==== Extracted data ====

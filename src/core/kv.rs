//! KV Directory: the durable, TTL'd mapping from `(user_id, session_id)` to
//! session metadata that survives process restarts. Grounded on the Redis
//! session-store pattern from the composable-rust auth example (connection
//! manager, `set_ex` for TTL'd writes, explicit reverse-index key).

use std::collections::HashMap;
use std::sync::Mutex as StdMutex;

use async_trait::async_trait;
use redis::AsyncCommands;
use serde::{Deserialize, Serialize};
use thiserror::Error;

#[derive(Debug, Error)]
pub enum KvError {
    #[error("backend unavailable: {0}")]
    Unavailable(String),
    #[error("serialization error: {0}")]
    Serde(#[from] serde_json::Error),
}

pub type KvResult<T> = Result<T, KvError>;

#[derive(Debug, Clone, Serialize, Deserialize, PartialEq, Eq)]
pub struct SessionRecord {
    pub user_id: String,
    pub session_id: String,
    pub container_id: String,
    pub volume_name: Option<String>,
    pub created_at: i64,
    pub last_touched_at: i64,
}

fn session_key(user_id: &str, session_id: &str) -> String {
    format!("sandbox:session:{user_id}:{session_id}")
}

fn reverse_key(container_id: &str) -> String {
    format!("sandbox:container:{container_id}")
}

#[async_trait]
pub trait KvDirectory: Send + Sync {
    async fn get_session(&self, user_id: &str, session_id: &str) -> KvResult<Option<SessionRecord>>;
    async fn put_session(&self, record: &SessionRecord, ttl_secs: u64) -> KvResult<()>;
    async fn refresh_ttl(&self, user_id: &str, session_id: &str, ttl_secs: u64) -> KvResult<()>;
    async fn delete_session(&self, user_id: &str, session_id: &str) -> KvResult<()>;
    async fn get_reverse(&self, container_id: &str) -> KvResult<Option<(String, String)>>;
}

pub struct RedisKvDirectory {
    conn: redis::aio::ConnectionManager,
}

impl RedisKvDirectory {
    pub async fn connect(redis_url: &str) -> anyhow::Result<Self> {
        let client = redis::Client::open(redis_url)?;
        let conn = client.get_connection_manager().await?;
        Ok(Self { conn })
    }
}

#[async_trait]
impl KvDirectory for RedisKvDirectory {
    async fn get_session(&self, user_id: &str, session_id: &str) -> KvResult<Option<SessionRecord>> {
        let mut conn = self.conn.clone();
        let raw: Option<String> = conn
            .get(session_key(user_id, session_id))
            .await
            .map_err(|e| KvError::Unavailable(e.to_string()))?;
        match raw {
            Some(s) => Ok(Some(serde_json::from_str(&s)?)),
            None => Ok(None),
        }
    }

    async fn put_session(&self, record: &SessionRecord, ttl_secs: u64) -> KvResult<()> {
        let mut conn = self.conn.clone();
        let payload = serde_json::to_string(record)?;
        let sk = session_key(&record.user_id, &record.session_id);
        let rk = reverse_key(&record.container_id);
        let reverse_payload = format!("{}:{}", record.user_id, record.session_id);

        redis::pipe()
            .atomic()
            .set_ex(&sk, payload, ttl_secs)
            .set_ex(&rk, reverse_payload, ttl_secs)
            .query_async::<()>(&mut conn)
            .await
            .map_err(|e| KvError::Unavailable(e.to_string()))?;
        Ok(())
    }

    async fn refresh_ttl(&self, user_id: &str, session_id: &str, ttl_secs: u64) -> KvResult<()> {
        let mut conn = self.conn.clone();
        let sk = session_key(user_id, session_id);
        let record: Option<String> = conn
            .get(&sk)
            .await
            .map_err(|e| KvError::Unavailable(e.to_string()))?;
        let Some(raw) = record else { return Ok(()) };
        let parsed: SessionRecord = serde_json::from_str(&raw)?;
        let rk = reverse_key(&parsed.container_id);
        redis::pipe()
            .atomic()
            .expire(&sk, ttl_secs as i64)
            .expire(&rk, ttl_secs as i64)
            .query_async::<()>(&mut conn)
            .await
            .map_err(|e| KvError::Unavailable(e.to_string()))?;
        Ok(())
    }

    async fn delete_session(&self, user_id: &str, session_id: &str) -> KvResult<()> {
        let mut conn = self.conn.clone();
        let sk = session_key(user_id, session_id);
        let record: Option<String> = conn
            .get(&sk)
            .await
            .map_err(|e| KvError::Unavailable(e.to_string()))?;

        let mut pipe = redis::pipe();
        pipe.atomic().del(&sk);
        if let Some(raw) = record {
            if let Ok(parsed) = serde_json::from_str::<SessionRecord>(&raw) {
                pipe.del(reverse_key(&parsed.container_id));
            }
        }
        pipe.query_async::<()>(&mut conn)
            .await
            .map_err(|e| KvError::Unavailable(e.to_string()))?;
        Ok(())
    }

    async fn get_reverse(&self, container_id: &str) -> KvResult<Option<(String, String)>> {
        let mut conn = self.conn.clone();
        let raw: Option<String> = conn
            .get(reverse_key(container_id))
            .await
            .map_err(|e| KvError::Unavailable(e.to_string()))?;
        Ok(raw.and_then(|s| s.split_once(':').map(|(u, sid)| (u.to_string(), sid.to_string()))))
    }
}

/// In-memory fake used by the core's unit tests; mirrors the TTL semantics
/// closely enough for single-threaded test scenarios (no background sweep —
/// expiry is checked lazily on read).
pub struct FakeKvDirectory {
    sessions: StdMutex<HashMap<String, (SessionRecord, i64)>>,
    reverse: StdMutex<HashMap<String, String>>,
    now: StdMutex<i64>,
}

impl Default for FakeKvDirectory {
    fn default() -> Self {
        Self {
            sessions: StdMutex::new(HashMap::new()),
            reverse: StdMutex::new(HashMap::new()),
            now: StdMutex::new(1_700_000_000),
        }
    }
}

impl FakeKvDirectory {
    pub fn advance_clock(&self, secs: i64) {
        *self.now.lock().unwrap() += secs;
    }

    fn key(user_id: &str, session_id: &str) -> String {
        format!("{user_id}:{session_id}")
    }
}

#[async_trait]
impl KvDirectory for FakeKvDirectory {
    async fn get_session(&self, user_id: &str, session_id: &str) -> KvResult<Option<SessionRecord>> {
        let now = *self.now.lock().unwrap();
        let mut guard = self.sessions.lock().unwrap();
        let k = Self::key(user_id, session_id);
        match guard.get(&k) {
            Some((record, expires_at)) if *expires_at > now => Ok(Some(record.clone())),
            Some(_) => {
                guard.remove(&k);
                Ok(None)
            }
            None => Ok(None),
        }
    }

    async fn put_session(&self, record: &SessionRecord, ttl_secs: u64) -> KvResult<()> {
        let now = *self.now.lock().unwrap();
        let k = Self::key(&record.user_id, &record.session_id);
        self.sessions
            .lock()
            .unwrap()
            .insert(k, (record.clone(), now + ttl_secs as i64));
        self.reverse
            .lock()
            .unwrap()
            .insert(record.container_id.clone(), format!("{}:{}", record.user_id, record.session_id));
        Ok(())
    }

    async fn refresh_ttl(&self, user_id: &str, session_id: &str, ttl_secs: u64) -> KvResult<()> {
        let now = *self.now.lock().unwrap();
        let mut guard = self.sessions.lock().unwrap();
        if let Some((_, expires_at)) = guard.get_mut(&Self::key(user_id, session_id)) {
            *expires_at = now + ttl_secs as i64;
        }
        Ok(())
    }

    async fn delete_session(&self, user_id: &str, session_id: &str) -> KvResult<()> {
        let k = Self::key(user_id, session_id);
        if let Some((record, _)) = self.sessions.lock().unwrap().remove(&k) {
            self.reverse.lock().unwrap().remove(&record.container_id);
        }
        Ok(())
    }

    async fn get_reverse(&self, container_id: &str) -> KvResult<Option<(String, String)>> {
        Ok(self
            .reverse
            .lock()
            .unwrap()
            .get(container_id)
            .and_then(|s| s.split_once(':').map(|(u, sid)| (u.to_string(), sid.to_string()))))
    }
}

#[cfg(test)]
mod tests {
    use super::*;

    fn sample_record() -> SessionRecord {
        SessionRecord {
            user_id: "alice".to_string(),
            session_id: "sess-1".to_string(),
            container_id: "cnt-1".to_string(),
            volume_name: None,
            created_at: 1_700_000_000,
            last_touched_at: 1_700_000_000,
        }
    }

    #[tokio::test]
    async fn round_trips_a_session_record() {
        let kv = FakeKvDirectory::default();
        let record = sample_record();
        kv.put_session(&record, 60).await.unwrap();

        let fetched = kv.get_session("alice", "sess-1").await.unwrap().unwrap();
        assert_eq!(fetched, record);

        let (user, session) = kv.get_reverse("cnt-1").await.unwrap().unwrap();
        assert_eq!(user, "alice");
        assert_eq!(session, "sess-1");
    }

    #[tokio::test]
    async fn expires_after_ttl_elapses() {
        let kv = FakeKvDirectory::default();
        kv.put_session(&sample_record(), 30).await.unwrap();
        kv.advance_clock(31);
        assert!(kv.get_session("alice", "sess-1").await.unwrap().is_none());
    }

    #[tokio::test]
    async fn refresh_ttl_extends_expiry() {
        let kv = FakeKvDirectory::default();
        kv.put_session(&sample_record(), 10).await.unwrap();
        kv.advance_clock(5);
        kv.refresh_ttl("alice", "sess-1", 60).await.unwrap();
        kv.advance_clock(20);
        assert!(kv.get_session("alice", "sess-1").await.unwrap().is_some());
    }

    #[tokio::test]
    async fn delete_removes_both_forward_and_reverse_entries() {
        let kv = FakeKvDirectory::default();
        kv.put_session(&sample_record(), 60).await.unwrap();
        kv.delete_session("alice", "sess-1").await.unwrap();
        assert!(kv.get_session("alice", "sess-1").await.unwrap().is_none());
        assert!(kv.get_reverse("cnt-1").await.unwrap().is_none());
    }
}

====

Your instructions => Please copy every line of the records above in which "fetched" appears.

Exercise result =>
        let fetched = kv.get_session("alice", "sess-1").await.unwrap().unwrap();
        assert_eq!(fetched, record);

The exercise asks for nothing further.